A report from March 2015 — prepared by the engineering firm Bronswerk — found the frigates’ ventilation and air conditioning systems had “significantly degraded” because of a lack of maintenance, leaving the equipment “old and unsupportable.”
However, other internal documents released this week under the Access to Information Act indicate the navy has taken steps to deal with its ongoing mould problems, which has included new cleaning instructions and upgrades to some equipment.
Aside from airborne mould, the 2017 assessment also found mould growing on some surfaces.
“Undisturbed mould was detected above background levels in limited number of low-occupancy compartments, some of which — like the potato locker — are prone to mould growth,” the report said.
“Nonetheless, visible mould growth should be removed and relative humidity lowered in the identified compartments to prevent mould growth.”

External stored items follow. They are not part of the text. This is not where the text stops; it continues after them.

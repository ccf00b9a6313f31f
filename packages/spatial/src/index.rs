//! R-tree point attribution.
//!
//! Assigns points (conflict events, health facilities) to the ADM2 unit
//! whose polygon contains them.

use geo::{Intersects, MultiPolygon, Point};
use rstar::{AABB, RTree, RTreeObject};

use crate::{BoundaryFeature, compute_envelope};

/// A unit polygon stored in the R-tree with its code.
struct UnitEntry {
    adm2_code: String,
    envelope: AABB<[f64; 2]>,
    polygon: MultiPolygon<f64>,
}

impl RTreeObject for UnitEntry {
    type Envelope = AABB<[f64; 2]>;

    fn envelope(&self) -> Self::Envelope {
        self.envelope
    }
}

/// Pre-built spatial index over unit polygons.
///
/// Units with unusable geometry are left out; points inside them are
/// reported as unattributed.
pub struct UnitIndex {
    units: RTree<UnitEntry>,
}

impl UnitIndex {
    /// Builds the index from boundary features.
    #[must_use]
    pub fn build(features: &[BoundaryFeature]) -> Self {
        let entries: Vec<UnitEntry> = features
            .iter()
            .filter_map(|f| {
                let polygon = f.validated().ok()?;
                Some(UnitEntry {
                    adm2_code: f.adm2_code.clone(),
                    envelope: compute_envelope(polygon),
                    polygon: polygon.clone(),
                })
            })
            .collect();
        log::info!("Loaded {} unit polygons into point index", entries.len());

        Self {
            units: RTree::bulk_load(entries),
        }
    }

    /// Looks up the unit containing a point.
    ///
    /// Points on a shared border belong to more than one polygon; the
    /// lowest unit code wins so attribution is deterministic.
    #[must_use]
    pub fn lookup(&self, lon: f64, lat: f64) -> Option<&str> {
        if !lon.is_finite() || !lat.is_finite() {
            return None;
        }
        let point = Point::new(lon, lat);
        let query_env = AABB::from_point([lon, lat]);

        self.units
            .locate_in_envelope_intersecting(&query_env)
            .filter(|entry| entry.polygon.intersects(&point))
            .map(|entry| entry.adm2_code.as_str())
            .min()
    }

    /// Number of indexed units.
    #[must_use]
    pub fn len(&self) -> usize {
        self.units.size()
    }

    /// Whether no units were indexed.
    #[must_use]
    pub fn is_empty(&self) -> bool {
        self.units.size() == 0
    }
}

The report includes photos showing mould on insulated pipes inside an air conditioning system, at a duct joint in the crew’s lounge washroom, above the fan in the fruit and vegetable store, and on beams in the ceiling in the potato locker. Yeast was also found growing on a bulkhead near the wardroom.
Other photos show a buildup of dust and mould around several vents.
A health hazard assessment team took samples to measure for other contaminants, including dust, fuel vapours and a long list of chemical compounds, such as carbon monoxide, carbon dioxide and volatile organic compounds. No serious problems were found with these contaminants.